Yes, you're right. I didn't think about that.

So, type resolution would look like: 1) Check the current module for the type 2) Recursively check enclosing modules for the type, working outwards (from current module to global scope) 3) Check all the modules you're using for the type. If only 1 module has the type, use it, if multiple modules have it, report an ambiguity error

Importantly, we wouldn't check the enclosing modules for using directives. Either the type is directly in that module or it isn't.

externl commented 2 years ago

I prefer that we error on any ambiguity and make the user qualify it.


// A.slice
module A 
{
    interface Foo {}
}

/// B.slice
using A;
module B 
{
    interface Foo // not ambiguous  
    {
        getAFoo() ->  A::Foo; // not ambiguous  
        getBFoo() ->  B::Foo; // not ambiguous  
        getFoo() -> Foo; // ambiguous (fails to compile)
    }

    module C 
    { 
        interface Foo {} // not ambiguous  

        struct Data
        {
            f1: C::Foo // not ambiguous
            f2: A::Foo // not ambiguous
            f3 B::Foo // not ambiguous
            f: Foo // ambiguous
        }
    }
}
pepone commented 2 years ago

I find it odd that you will have to use the scope of the current module, and it is not consistent with nested module rules

module Foo
{
    interafece A
    {
        getA() -> A // not ambiguous Foo::A
    }

    module Bar
    {
        interafece A
        {
            getA() -> A // not ambiguous Foo::Bar::A
        }
    }
}

Also consider you can be adding using A because you are trying to bring a few types in the current context, but why bother having to qualify all the types event the ones you are not trying to use.

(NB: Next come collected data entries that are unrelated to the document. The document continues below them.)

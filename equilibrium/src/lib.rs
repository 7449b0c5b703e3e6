//! Equilibrium mole fractions of aggregating molecular complexes in dilute solution.
//!
//! Given the stoichiometry of a fixed set of complexes, their standard free energies, and the
//! total amount of each monomer, [`solve`] computes the equilibrium mole fraction of every
//! complex by minimizing a convex free-energy functional subject to mass-balance constraints.
//! The constrained primal is converted to an unconstrained concave dual and solved with a
//! trust-region Newton method using a dogleg step (Nocedal & Wright, *Numerical Optimization*,
//! ch. 4).
//!
//! This crate is the solver only: it does not discover which complexes are thermodynamically
//! relevant, parse input files, or enumerate complexes from sequence. Callers supply the
//! stoichiometry matrix, free energies, and target mole fractions; this crate returns the
//! converged mole fractions and free energy.
//!
//! ```
//! use equilibrium::{solve, EquilibriumProblem, SolverConfig};
//! use nalgebra::{DMatrix, DVector};
//!
//! // One monomer, one complex (itself): no aggregation.
//! let problem = EquilibriumProblem::new(
//!     DMatrix::from_row_slice(1, 1, &[1]),
//!     DVector::from_row_slice(&[0.0]),
//!     DVector::from_row_slice(&[1e-6]),
//! ).unwrap();
//! let outcome = solve(&problem, &SolverConfig::default()).unwrap();
//! assert!(outcome.converged);
//! assert!((outcome.x[0] - 1e-6).abs() < 1e-9);
//! ```

mod cholesky;
mod config;
mod convergence;
mod dogleg;
mod error;
mod free_energy;
mod gradient;
mod initial_guess;
mod linalg;
mod parameter_map;
mod perturb;
mod problem;
mod rng;
mod trust_region;

pub use config::SolverConfig;
pub use dogleg::StepOutcome;
pub use error::SolveError;
pub use problem::EquilibriumProblem;
pub use trust_region::{solve, RunStats, SolveOutcome};

/// Overflow ceiling on `logx = -G[j] + <lambda, AT[j]>`. A fixed value, not a tuning parameter:
/// it exists purely to keep `exp(logx)` finite, so it is pinned well below `f64::MAX`'s
/// log (≈709.78) with comfortable margin rather than configured per problem.
pub const MAXLOGX: f64 = 700.0;

/// Tolerance used by the trust-region driver's "step hit the boundary" test
/// (`|‖p‖ - delta| < NUM_PRECISION`), which decides whether to grow the trust radius.
pub const NUM_PRECISION: f64 = 1e-9;
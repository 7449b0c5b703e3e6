//! Dogleg search-direction selector (C8): Newton / Cauchy / interpolated step choice, tagged
//! with a [`StepOutcome`] the trust-region driver uses to build [`crate::trust_region::RunStats`].

use nalgebra::{DMatrix, DVector};

use crate::cholesky::newton_step;

/// Classification of a dogleg step, replacing the reference algorithm's integer return codes
/// (1 through 6) with a tagged enum, per `SPEC_FULL.md` §9's "Cholesky failure as signal" note.
#[derive(Debug, Clone, Copy, PartialEq, Eq)]
pub enum StepOutcome {
    /// The unconstrained Newton step already lies inside the trust region.
    Newton,
    /// The Cauchy point lies outside the trust region; stepped to the boundary along steepest
    /// descent.
    CauchyBoundary,
    /// Interpolated between the Cauchy point and the Newton point on the trust-region boundary.
    Dogleg,
    /// Cholesky failed and the (interior) Cauchy step was taken as a result.
    ForcedCauchyCholeskyFail,
    /// Cholesky failed, but the Cauchy point was outside the trust region regardless; the
    /// failure didn't change which step was taken.
    HarmlessCholeskyFail,
    /// Neither dogleg root lay in `[0, 1]`; fell back to the Cauchy point. Should not occur for
    /// a well-posed problem.
    DoglegRootFail,
}

impl StepOutcome {
    /// Index into a 6-slot `RunStats` array, matching the reference algorithm's 1..=6 codes
    /// (reindexed to 0..6).
    pub fn stat_index(self) -> usize {
        match self {
            StepOutcome::Newton => 0,
            StepOutcome::CauchyBoundary => 1,
            StepOutcome::Dogleg => 2,
            StepOutcome::ForcedCauchyCholeskyFail => 3,
            StepOutcome::HarmlessCholeskyFail => 4,
            StepOutcome::DoglegRootFail => 5,
        }
    }
}

/// Computes the dogleg search direction `p` for the current gradient, Hessian, and trust radius.
///
/// See `SPEC_FULL.md` §4.6 for the derivation; notation (`pB`, `pU`, `a`/`b`/`c`/`q`) matches
/// Nocedal & Wright's dogleg method, as the reference algorithm's own comments do.
pub fn search_direction(
    grad: &DVector<f64>,
    hes: &DMatrix<f64>,
    delta: f64,
) -> (DVector<f64>, StepOutcome) {
    let delta2 = delta * delta;

    let p_b = newton_step(hes, grad);
    let chol_ok = p_b.is_some();

    if let Some(ref p_b) = p_b {
        let p_b2 = p_b.norm_squared();
        if p_b2 <= delta2 {
            return (p_b.clone(), StepOutcome::Newton);
        }
    }

    let h_grad = hes * grad;
    let mag1 = grad.norm_squared();
    let mag2 = grad.dot(&h_grad);
    let p_u_coeff = mag1 / mag2;
    let p_u = grad.map(|g| -p_u_coeff * g);
    let p_u2 = p_u.norm_squared();

    if p_u2 >= delta2 {
        let tau = (delta2 / p_u2).sqrt();
        let p = &p_u * tau;
        let outcome = if chol_ok {
            StepOutcome::CauchyBoundary
        } else {
            StepOutcome::HarmlessCholeskyFail
        };
        return (p, outcome);
    }

    let p_b = match p_b {
        Some(p_b) => p_b,
        None => return (p_u, StepOutcome::ForcedCauchyCholeskyFail),
    };

    let p_b2 = p_b.norm_squared();
    let p_b_p_u = p_b.dot(&p_u);

    let a = p_b2 + p_u2 - 2.0 * p_b_p_u;
    let b = 2.0 * (p_b_p_u - p_u2);
    let c = p_u2 - delta2;
    let sgn_b = if b < 0.0 { -1.0 } else { 1.0 };

    let q = -0.5 * (b + sgn_b * (b * b - 4.0 * a * c).sqrt());
    let x1 = q / a;
    let x2 = c / q;

    if (0.0..=1.0).contains(&x2) {
        (&p_u + (&p_b - &p_u) * x2, StepOutcome::Dogleg)
    } else if (0.0..=1.0).contains(&x1) {
        (&p_u + (&p_b - &p_u) * x1, StepOutcome::Dogleg)
    } else {
        (p_u, StepOutcome::DoglegRootFail)
    }
}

Also another case is

// A.slice
module A 
{
    interface Bar{}
}

/// B.slice
using A;
module B 
{
    interface Foo // not ambiguous 
    {
        getBar() ->  Bar; // not ambiguous  
        getFoo() ->  Foo; // not ambiguous  
    }
}

Now you go and add interface Foo to A.slice and this breaks compilation of B.slice even when B.slice doesn't care about this new type?

externl commented 2 years ago

I find it odd that you will have to use the scope of the current module, and it is not consistent with nested module rules

I updated my example, that's also ambiguous.

Now you go and add interface Foo to A.slice and this breaks compilation of B.slice even when B.slice doesn't care about this new type?

Isn't that just a problem in general with "including" things from different files.